May 02, 2013 08:07
crazyness. all around.
i've still been trying to get with rebecca. seems like everyday i fall a little harder for that girl. we've been getting closer. its nice. she comes over, we hang out, we cuddle, and we hook up sometimes. seems like its going in the right direction.
last night was bad though. i had her here before we went out. we cuddled. we napped. then we went out. like a jackass, i got totally fucking drunk and couldnt even see straight. was a bad move. i should have been a little more responsible and brought her back here. she literally took care of me. drove me home. made sure i got to my door ok. i feel like such a jerk.
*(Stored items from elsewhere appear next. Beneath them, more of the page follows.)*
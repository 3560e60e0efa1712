//! Links — the node's view of its peers (touch table, projector nodes).
//!
//! DESIGN
//! ======
//! Startup and projector bring-up only see the `TouchTable` and `Projector`
//! traits. Production uses the HTTP clients in [`http`]; tests plug in
//! in-memory fakes. Peer protocols beyond these calls belong to the peers.

pub mod http;

use async_trait::async_trait;
use serde::{Deserialize, Serialize};

// =============================================================================
// ERROR
// =============================================================================

#[derive(Debug, thiserror::Error)]
pub enum LinkError {
    /// The request never got a response (refused, reset, timed out).
    #[error("request to {peer} failed: {message}")]
    Request { peer: String, message: String },

    #[error("{peer} responded with status {status}")]
    Response { peer: String, status: u16 },

    #[error("{peer} sent an unreadable body: {message}")]
    Parse { peer: String, message: String },

    #[error("HTTP client build failed: {0}")]
    HttpClientBuild(String),
}

impl LinkError {
    /// Whether polling again may succeed.
    #[must_use]
    pub fn retryable(&self) -> bool {
        matches!(self, Self::Request { .. } | Self::Response { status: 404 | 429 | 500..=599, .. })
    }
}

// =============================================================================
// WIRE TYPES
// =============================================================================

/// Body of the touch table's `calibrated` message.
#[derive(Debug, Clone, Copy, PartialEq, Eq, Serialize, Deserialize)]
pub struct TableCalibrated {
    pub calibrated: bool,
}

/// A projector node's self-reported status.
#[derive(Debug, Clone, PartialEq, Eq, Serialize, Deserialize)]
pub struct ProjectorStatus {
    pub id: String,
    pub calibrated: bool,
}

/// Result body of a projector calibration.
#[derive(Debug, Clone, Copy, PartialEq, Eq, Serialize, Deserialize)]
pub struct ProjectorCalibration {
    pub calibrated: bool,
}

// =============================================================================
// TRAITS
// =============================================================================

#[async_trait]
pub trait TouchTable: Send + Sync {
    /// Latest `calibrated` message from the table.
    async fn calibrated(&self) -> Result<bool, LinkError>;

    /// Succeeds once the table's calibrate service accepts calls.
    async fn calibrate_service_ready(&self) -> Result<(), LinkError>;

    /// Run the table's calibration; returns when it has finished.
    async fn calibrate(&self) -> Result<(), LinkError>;
}

#[async_trait]
pub trait Projector: Send + Sync {
    /// Stable label used in logs and completion events.
    fn id(&self) -> &str;

    /// Fails while the projector node is unreachable.
    async fn status(&self) -> Result<ProjectorStatus, LinkError>;

    /// Run the projector's calibration; returns whether it succeeded.
    async fn calibrate(&self) -> Result<bool, LinkError>;
}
i'm stupid into that girl. people have told me to quit her. shes bad for me. shes not into me. she only likes attention. i'm powerless to stop myself. i know i'm setting myself up for a world of hurt. i really want to believe that its going to turn into something though. if it does.. i'll treat that girl like gold.
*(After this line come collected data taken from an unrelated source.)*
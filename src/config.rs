//! Node configuration parsed from environment variables.
//!
//! DESIGN
//! ======
//! Numeric knobs fall back to their defaults when missing or unparsable.
//! Enumerated knobs (`FRAME_LAYOUT`, `RESTORE_VISIBILITY`) reject unknown
//! values so a typo never silently changes wire format or policy.

use std::path::PathBuf;
use std::time::Duration;

use crate::frame::FrameLayout;
use crate::services::calibration::RestorePolicy;

pub const DEFAULT_TABLE_WIDTH_M: f64 = 1.00;
pub const DEFAULT_TABLE_HEIGHT_M: f64 = 0.60;
pub const DEFAULT_PIXELS_PER_METER: f64 = 2000.0;
pub const DEFAULT_SCENE_PORT: u16 = 1234;
pub const DEFAULT_HTTP_PORT: u16 = 8080;
pub const DEFAULT_FRAME_RATE_HZ: u32 = 15;
pub const DEFAULT_JPEG_QUALITY: u8 = 95;
pub const DEFAULT_CLIENT_QUEUE_DEPTH: usize = 4;
pub const DEFAULT_CALIBRATION_MARKER_M: f64 = 0.01;
pub const DEFAULT_PROJECTORS: &str = "http://localhost:8090";
pub const DEFAULT_TOUCHTABLE_URL: &str = "http://localhost:8091";
pub const DEFAULT_STARTUP_TIMEOUT_SECS: u64 = 30;
pub const DEFAULT_READINESS_POLL_MS: u64 = 500;

// =============================================================================
// ERROR TYPE
// =============================================================================

#[derive(Debug, thiserror::Error)]
pub enum ConfigError {
    #[error("invalid {key}: {value} ({reason})")]
    Invalid { key: &'static str, value: String, reason: &'static str },
}

// =============================================================================
// CONFIG
// =============================================================================

/// Physical table geometry and its raster scale.
#[derive(Debug, Clone, Copy, PartialEq)]
pub struct TableGeometry {
    pub origin_x: f64,
    pub origin_y: f64,
    pub width_m: f64,
    pub height_m: f64,
    pub pixels_per_meter: f64,
}

#[derive(Debug, Clone, PartialEq)]
pub struct NodeConfig {
    pub table: TableGeometry,
    pub scene_port: u16,
    pub http_port: u16,
    pub frame_rate_hz: u32,
    pub jpeg_quality: u8,
    pub frame_layout: FrameLayout,
    /// Frames buffered per client before new frames are dropped for it.
    pub client_queue_depth: usize,
    pub restore_policy: RestorePolicy,
    pub calibration_marker_m: f64,
    /// Base URLs of the projector nodes, in bring-up order.
    pub projectors: Vec<String>,
    pub touchtable_url: String,
    pub startup_timeout: Duration,
    pub readiness_poll: Duration,
    pub font_path: Option<PathBuf>,
}

impl Default for NodeConfig {
    fn default() -> Self {
        Self {
            table: TableGeometry {
                origin_x: 0.0,
                origin_y: 0.0,
                width_m: DEFAULT_TABLE_WIDTH_M,
                height_m: DEFAULT_TABLE_HEIGHT_M,
                pixels_per_meter: DEFAULT_PIXELS_PER_METER,
            },
            scene_port: DEFAULT_SCENE_PORT,
            http_port: DEFAULT_HTTP_PORT,
            frame_rate_hz: DEFAULT_FRAME_RATE_HZ,
            jpeg_quality: DEFAULT_JPEG_QUALITY,
            frame_layout: FrameLayout::Plain,
            client_queue_depth: DEFAULT_CLIENT_QUEUE_DEPTH,
            restore_policy: RestorePolicy::ShowAll,
            calibration_marker_m: DEFAULT_CALIBRATION_MARKER_M,
            projectors: parse_list(DEFAULT_PROJECTORS),
            touchtable_url: DEFAULT_TOUCHTABLE_URL.to_string(),
            startup_timeout: Duration::from_secs(DEFAULT_STARTUP_TIMEOUT_SECS),
            readiness_poll: Duration::from_millis(DEFAULT_READINESS_POLL_MS),
            font_path: None,
        }
    }
}

impl NodeConfig {
    /// Build the node config from environment variables.
    ///
    /// Optional (defaults in parentheses):
    /// - `ORIGIN_X`, `ORIGIN_Y` (0.0)
    /// - `TABLE_WIDTH_M` (1.00), `TABLE_HEIGHT_M` (0.60)
    /// - `PIXELS_PER_METER` (2000)
    /// - `SCENE_PORT` (1234), `HTTP_PORT` (8080)
    /// - `FRAME_RATE_HZ` (15), `JPEG_QUALITY` (95)
    /// - `FRAME_LAYOUT`: `plain` (default) or `qt`
    /// - `CLIENT_QUEUE_DEPTH` (4)
    /// - `RESTORE_VISIBILITY`: `all` (default) or `previous`
    /// - `CALIBRATION_MARKER_M` (0.01)
    /// - `PROJECTORS`: comma-separated base URLs
    /// - `TOUCHTABLE_URL`
    /// - `STARTUP_TIMEOUT_SECS` (30), `READINESS_POLL_MS` (500)
    /// - `FONT_PATH`: TTF/OTF used for text items
    ///
    /// # Errors
    ///
    /// Returns [`ConfigError::Invalid`] for unknown enum values or a
    /// degenerate table geometry.
    pub fn from_env() -> Result<Self, ConfigError> {
        let defaults = Self::default();
        let table = TableGeometry {
            origin_x: env_parse("ORIGIN_X", defaults.table.origin_x),
            origin_y: env_parse("ORIGIN_Y", defaults.table.origin_y),
            width_m: env_parse("TABLE_WIDTH_M", defaults.table.width_m),
            height_m: env_parse("TABLE_HEIGHT_M", defaults.table.height_m),
            pixels_per_meter: env_parse("PIXELS_PER_METER", defaults.table.pixels_per_meter),
        };
        validate_table(&table)?;

        let config = Self {
            table,
            scene_port: env_parse("SCENE_PORT", defaults.scene_port),
            http_port: env_parse("HTTP_PORT", defaults.http_port),
            frame_rate_hz: env_parse("FRAME_RATE_HZ", defaults.frame_rate_hz).max(1),
            jpeg_quality: env_parse("JPEG_QUALITY", defaults.jpeg_quality).clamp(1, 100),
            frame_layout: parse_frame_layout(std::env::var("FRAME_LAYOUT").ok().as_deref())?,
            client_queue_depth: env_parse("CLIENT_QUEUE_DEPTH", defaults.client_queue_depth).max(1),
            restore_policy: parse_restore_policy(std::env::var("RESTORE_VISIBILITY").ok().as_deref())?,
            calibration_marker_m: env_parse("CALIBRATION_MARKER_M", defaults.calibration_marker_m),
            projectors: std::env::var("PROJECTORS")
                .map(|raw| parse_list(&raw))
                .unwrap_or(defaults.projectors),
            touchtable_url: std::env::var("TOUCHTABLE_URL")
                .unwrap_or(defaults.touchtable_url)
                .trim_end_matches('/')
                .to_string(),
            startup_timeout: Duration::from_secs(env_parse("STARTUP_TIMEOUT_SECS", DEFAULT_STARTUP_TIMEOUT_SECS)),
            readiness_poll: Duration::from_millis(env_parse("READINESS_POLL_MS", DEFAULT_READINESS_POLL_MS).max(1)),
            font_path: std::env::var("FONT_PATH").ok().map(PathBuf::from),
        };
        Ok(config)
    }

    /// Interval between frame broadcasts.
    #[must_use]
    pub fn frame_interval(&self) -> Duration {
        Duration::from_secs(1) / self.frame_rate_hz.max(1)
    }
}

pub(crate) fn env_parse<T>(key: &str, default: T) -> T
where
    T: std::str::FromStr + Copy,
{
    std::env::var(key)
        .ok()
        .and_then(|v| v.trim().parse::<T>().ok())
        .unwrap_or(default)
}

/// Split a comma-separated list, dropping blanks and trailing slashes.
fn parse_list(raw: &str) -> Vec<String> {
    raw.split(',')
        .map(str::trim)
        .filter(|s| !s.is_empty())
        .map(|s| s.trim_end_matches('/').to_string())
        .collect()
}

fn validate_table(table: &TableGeometry) -> Result<(), ConfigError> {
    let checks = [
        ("TABLE_WIDTH_M", table.width_m),
        ("TABLE_HEIGHT_M", table.height_m),
        ("PIXELS_PER_METER", table.pixels_per_meter),
    ];
    for (key, value) in checks {
        if !(value.is_finite() && value > 0.0) {
            return Err(ConfigError::Invalid { key, value: value.to_string(), reason: "must be positive" });
        }
    }
    Ok(())
}

fn parse_frame_layout(raw: Option<&str>) -> Result<FrameLayout, ConfigError> {
    match raw.unwrap_or("plain") {
        "plain" => Ok(FrameLayout::Plain),
        "qt" => Ok(FrameLayout::QtDataStream),
        other => Err(ConfigError::Invalid {
            key: "FRAME_LAYOUT",
            value: other.to_string(),
            reason: "expected 'plain' or 'qt'",
        }),
    }
}

fn parse_restore_policy(raw: Option<&str>) -> Result<RestorePolicy, ConfigError> {
    match raw.unwrap_or("all") {
        "all" => Ok(RestorePolicy::ShowAll),
        "previous" => Ok(RestorePolicy::Previous),
        other => Err(ConfigError::Invalid {
            key: "RESTORE_VISIBILITY",
            value: other.to_string(),
            reason: "expected 'all' or 'previous'",
        }),
    }
}

#[cfg(test)]
#[path = "config_test.rs"]
mod tests;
we didnt talk for a while. after mania... we kinda dropped off. i ended up hooking up with this girl Cady. seems like as soon as i did, Rebecca came right back. i know the game. i know how that shit works. it happens all the time. i'm just upset with myself in the whole situation. i shouldnt have brought Cady so far. she is stupid into me, like i'm stupid into Rebecca. i had to cut her off cuz its not fair for me to be pursuing rebecca and trying to beat Cady off of me. she got hurt in the end...which i'm not happy about. but really.. she was going to be hurt either way. it was better for me to come clean early on rather than lead her on for a while.
i'm pretty upset with myself after last night. hopefully rebecca isnt as upset with me as i am with myself.